2 tablespoons ghee, extra-virgin olive oil, or coconut oil
1 onion, diced
2 tablespoons minced fresh ginger
2 tablespoons minced fresh turmeric
1 teaspoon ground cumin
1/2 teaspoon ground turmeric
1/2 teaspoon ground coriander
1 1/4 teaspoons sea salt, plus more if needed
1/2 cup split mung beans, rinsed and soaked (see Cook’s Notes)
1/2 cup brown basmati rice, rinsed and soaked (see Cook’s Notes)

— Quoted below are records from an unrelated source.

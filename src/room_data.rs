use crate::location::*;

/// Trait for providing a room's floor to the placement pipeline.
/// Implementations exist for text fixtures (`RoomTerrain`) and host engines.
pub trait FloorSource {
    /// Every walkable cell of the room, corridors included.
    fn floor_cells(&self) -> &[Cell];
    /// Floor cells that items may occupy (the floor minus corridors).
    fn placeable_cells(&self) -> &[Cell];
    /// Reference cell for distance queries, if the room has one.
    fn start_cell(&self) -> Option<Cell> {
        None
    }
}
//! PlacementAllocator: reserves non-overlapping footprints for items.
//!
//! Each request draws random anchors from the requested category and checks
//! the footprint's bounding box against the placeable floor, retrying up to
//! the attempt budget. A rejected anchor stays eligible and may be drawn
//! again. Nothing is mutated unless a placement is committed.

use crate::classify::*;
use crate::constants::MAX_FOOTPRINT_SIDE;
use crate::error::*;
use crate::graph::*;
use crate::location::*;
use crate::room_data::FloorSource;
use crate::rng::IndexSource;
use fnv::FnvHashSet;
use log::*;
use serde::{Deserialize, Serialize};

/// Requested item size in cells, plus whether a one-cell buffer ring around
/// the item must also be free (and is reserved along with it).
#[derive(Copy, Clone, PartialEq, Eq, Hash, Debug, Serialize, Deserialize)]
#[serde(try_from = "RawFootprint")]
pub struct Footprint {
    width: u32,
    height: u32,
    add_offset: bool,
}

#[derive(Deserialize)]
struct RawFootprint {
    width: u32,
    height: u32,
    #[serde(default)]
    add_offset: bool,
}

impl TryFrom<RawFootprint> for Footprint {
    type Error = PlacementError;

    fn try_from(raw: RawFootprint) -> Result<Self, Self::Error> {
        Ok(Footprint::new(raw.width, raw.height)?.with_offset(raw.add_offset))
    }
}

impl Footprint {
    pub fn new(width: u32, height: u32) -> PlacementResult<Self> {
        if width == 0 || height == 0 {
            return Err(PlacementError::ZeroFootprint { width, height });
        }
        if width > MAX_FOOTPRINT_SIDE || height > MAX_FOOTPRINT_SIDE {
            return Err(PlacementError::OversizedFootprint { width, height });
        }

        Ok(Footprint {
            width,
            height,
            add_offset: false,
        })
    }

    pub fn single() -> Self {
        Footprint {
            width: 1,
            height: 1,
            add_offset: false,
        }
    }

    pub fn with_offset(mut self, add_offset: bool) -> Self {
        self.add_offset = add_offset;
        self
    }

    pub fn width(&self) -> u32 {
        self.width
    }

    pub fn height(&self) -> u32 {
        self.height
    }

    pub fn add_offset(&self) -> bool {
        self.add_offset
    }

    pub fn area(&self) -> u64 {
        u64::from(self.width) * u64::from(self.height)
    }

    /// Side lengths as grid offsets. `new` bounds both by `MAX_FOOTPRINT_SIDE`.
    fn sides(&self) -> (i32, i32) {
        (self.width as i32, self.height as i32)
    }

    /// Offset ranges `(x, y)` of the checked bounding box, half-open.
    fn box_ranges(&self) -> (std::ops::Range<i32>, std::ops::Range<i32>) {
        let (w, h) = self.sides();
        if self.add_offset {
            (-1..w + 1, -1..h + 1)
        } else {
            (0..w, 0..h)
        }
    }

    /// Number of cells in the checked bounding box.
    fn box_area(&self) -> u64 {
        if self.add_offset {
            (u64::from(self.width) + 2) * (u64::from(self.height) + 2)
        } else {
            self.area()
        }
    }

    /// Cells of the bounding box anchored at `anchor`, buffer ring included
    /// when `add_offset` is set. The anchor comes first. Cells past the edge
    /// of the `i32` grid are left out.
    pub fn box_cells(&self, anchor: Cell) -> Vec<Cell> {
        let (xs, ys) = self.box_ranges();
        let mut cells = vec![anchor];
        for dx in xs {
            for dy in ys.clone() {
                if (dx, dy) != (0, 0) {
                    cells.extend(anchor.checked_offset(dx, dy));
                }
            }
        }
        cells
    }

    /// Cells the item itself covers when anchored at `anchor`.
    pub fn core_cells(&self, anchor: Cell) -> Vec<Cell> {
        let (w, h) = self.sides();
        (0..w)
            .flat_map(|dx| (0..h).map(move |dy| (dx, dy)))
            .filter_map(|(dx, dy)| anchor.checked_offset(dx, dy))
            .collect()
    }
}

/// Owns one room's classified tiles and hands out placements from them.
/// One allocator per room; it is the only mutator of its sets.
pub struct PlacementAllocator<S: IndexSource> {
    placeable: FnvHashSet<Cell>,
    tiles: ClassifiedTiles,
    reserved: FnvHashSet<Cell>,
    buffer: FnvHashSet<Cell>,
    source: S,
}

impl<S: IndexSource> PlacementAllocator<S> {
    /// `placeable` is the floor minus corridors; `tiles` its classification.
    pub fn new<I>(placeable: I, tiles: ClassifiedTiles, source: S) -> Self
    where
        I: IntoIterator<Item = Cell>,
    {
        PlacementAllocator {
            placeable: placeable.into_iter().collect(),
            tiles,
            reserved: FnvHashSet::default(),
            buffer: FnvHashSet::default(),
            source,
        }
    }

    /// Build the floor graph, classify the room's placeable cells and wrap
    /// them in an allocator.
    pub fn for_room(room: &dyn FloorSource, source: S) -> PlacementResult<Self> {
        let floor = SpatialGraph::new(room.floor_cells().iter().copied())?;
        let tiles = classify(&floor, room.placeable_cells().iter().copied());

        Ok(Self::new(room.placeable_cells().iter().copied(), tiles, source))
    }

    pub fn tiles(&self) -> &ClassifiedTiles {
        &self.tiles
    }

    /// Cells covered by committed items.
    pub fn reserved(&self) -> &FnvHashSet<Cell> {
        &self.reserved
    }

    /// Buffer ring cells kept clear around committed items.
    pub fn buffer(&self) -> &FnvHashSet<Cell> {
        &self.buffer
    }

    pub fn remaining(&self, placement_type: PlacementType) -> usize {
        self.tiles.len(placement_type)
    }

    /// True once no category has an eligible cell left.
    pub fn is_empty(&self) -> bool {
        self.tiles.is_empty()
    }

    /// Try to place an item of `footprint` anchored on a `placement_type`
    /// cell. Returns the anchor, or `None` if no valid site was found within
    /// `max_attempts` draws.
    pub fn allocate(
        &mut self,
        placement_type: PlacementType,
        max_attempts: u32,
        footprint: &Footprint,
    ) -> PlacementResult<Option<Cell>> {
        if max_attempts == 0 {
            return Err(PlacementError::ZeroAttempts);
        }

        let eligible_count = self.tiles.len(placement_type);
        if (eligible_count as u64) < footprint.area() {
            trace!(
                "Allocator: {:?} has {} cells, {}x{} cannot fit",
                placement_type,
                eligible_count,
                footprint.width(),
                footprint.height()
            );
            return Ok(None);
        }

        // The set only changes on success, so one sorted snapshot serves
        // every attempt and keeps seeded runs reproducible.
        let mut candidates: Vec<Cell> =
            self.tiles.get(placement_type).iter().copied().collect();
        candidates.sort();

        for attempt in 0..max_attempts {
            let anchor = candidates[self.source.pick(candidates.len())];

            if footprint.area() == 1 {
                self.tiles.remove(placement_type, anchor);
                self.reserved.insert(anchor);
                debug!("Allocator: placed 1x1 {:?} at {}", placement_type, anchor);
                return Ok(Some(anchor));
            }

            match self.validate(anchor, footprint) {
                Ok(cells) => {
                    for cell in &cells {
                        self.tiles.remove_everywhere(*cell);
                    }
                    let core = footprint.core_cells(anchor);
                    let core_set: FnvHashSet<Cell> = core.iter().copied().collect();
                    self.buffer.extend(cells.iter().copied().filter(|c| !core_set.contains(c)));
                    self.reserved.extend(core);
                    debug!(
                        "Allocator: placed {}x{} {:?} at {} after {} attempts, consumed {} cells",
                        footprint.width(),
                        footprint.height(),
                        placement_type,
                        anchor,
                        attempt + 1,
                        cells.len()
                    );
                    return Ok(Some(anchor));
                }
                Err(blocked) => {
                    trace!(
                        "Allocator: anchor {} rejected, {} is blocked",
                        anchor,
                        blocked
                    );
                }
            }
        }

        debug!(
            "Allocator: no site for {}x{} {:?} in {} attempts",
            footprint.width(),
            footprint.height(),
            placement_type,
            max_attempts
        );
        Ok(None)
    }

    /// Check the bounding box at `anchor`. Returns every box cell on success
    /// or the first blocked cell.
    ///
    /// Every box cell must be placeable floor and not under another item.
    /// Core cells must also stay out of other items' buffer rings; rings may
    /// share cells with each other. A box that runs off the grid is blocked
    /// at its anchor.
    fn validate(&self, anchor: Cell, footprint: &Footprint) -> Result<Vec<Cell>, Cell> {
        let cells = footprint.box_cells(anchor);
        if cells.len() as u64 != footprint.box_area() {
            return Err(anchor);
        }
        let (w, h) = footprint.sides();

        for cell in cells.iter().skip(1) {
            let (dx, dy) = (cell.x - anchor.x, cell.y - anchor.y);
            let is_core = (0..w).contains(&dx) && (0..h).contains(&dy);

            if !self.placeable.contains(cell)
                || self.reserved.contains(cell)
                || (is_core && self.buffer.contains(cell))
            {
                return Err(*cell);
            }
        }
        Ok(cells)
    }
}
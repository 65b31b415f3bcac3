/// Neighbor offsets for 4-directional (cardinal) adjacency.
pub const NEIGHBORS_4: [(i32, i32); 4] = [(1, 0), (-1, 0), (0, 1), (0, -1)];

/// Neighbor offsets for 8-directional adjacency.
pub const NEIGHBORS_8: [(i32, i32); 8] = [
    (-1, -1),
    (-1, 0),
    (-1, 1),
    (0, 1),
    (1, 1),
    (1, 0),
    (1, -1),
    (0, -1),
];

/// A cell is open space only when every one of its 8 neighbors is floor.
pub const OPEN_SPACE_NEIGHBORS: usize = 8;

/// Attempt budget used when neither the caller nor the item overrides it.
pub const DEFAULT_MAX_ATTEMPTS: u32 = 50;

/// Items at least this many cells in area get a buffer ring by default.
pub const DEFAULT_LARGE_ITEM_AREA: u32 = 4;

/// Largest footprint side. A buffered box of this side still spans a valid
/// `i32` offset range.
pub const MAX_FOOTPRINT_SIDE: u32 = (i32::MAX - 1) as u32;
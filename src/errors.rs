// Licensed under the Apache License, Version 2.0 (the "License");
// you may not use this file except in compliance with the License.
// You may obtain a copy of the License at
//
//     http://www.apache.org/licenses/LICENSE-2.0
//
// Unless required by applicable law or agreed to in writing, software
// distributed under the License is distributed on an "AS IS" BASIS,
// WITHOUT WARRANTIES OR CONDITIONS OF ANY KIND, either express or implied.
// See the License for the specific language governing permissions and
// limitations under the License.

pub use anyhow::{Context, Error, anyhow, bail};

// We use `anyhow` for error handling.
// - Use `context()`/`with_context()` to annotate errors.
// - Use `anyhow!` with a string to create a new `anyhow::Error`.
// - Errors coming out of opendal are passed through untouched so callers
//   can still downcast to `opendal::Error` and inspect its kind.

pub type Result<T> = anyhow::Result<T>;

/// Returns true if `err` wraps an opendal `NotFound` error.
pub fn is_not_found(err: &Error) -> bool {
    err.downcast_ref::<opendal::Error>()
        .is_some_and(|e| e.kind() == opendal::ErrorKind::NotFound)
}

5 to 6 cups Magic Mineral Broth
1 head cauliflower, chopped into florets
2 carrots, peeled and diced
1 teaspoon freshly squeezed lemon juice, plus more if needed
2 tablespoons minced fresh cilantro, for garnish
Heat the ghee in a heavy-bottomed pot over medium heat, then add the onion and sauté for about 4 minutes, or just until golden. Stir in the ginger, fresh turmeric, cumin, ground turmeric, coriander, and salt and sauté for about 1 minute. Add the beans and rice and stir to coat. Add 5 cups of the broth and bring to a boil. Decrease the heat to low and simmer, covered, for about 20 minutes, or until the rice begins to soften. Stir in the cauliflower and carrots and continue to cook until very tender and soft, another 20 minutes. Add another cup of broth if it becomes too thick. Stir in the lemon juice. Taste; it may need another spritz of lemon juice or another pinch of salt. Serve garnished with the cilantro, or store in an airtight container in the refrigerator for up to 5 days or in the freezer for up to 3 months.
COOK'S NOTE: To soak the beans and rice, put them in a large bowl and add water to cover by 3 inches. Cover with a towel and soak for 8 hours or overnight. Drain well just before Cooking. Kitchiri is even better the next day; however, it will absorb most of the liquid, so you may need to add some broth or water to thin it out before reheating in a soup pot over medium-low heat.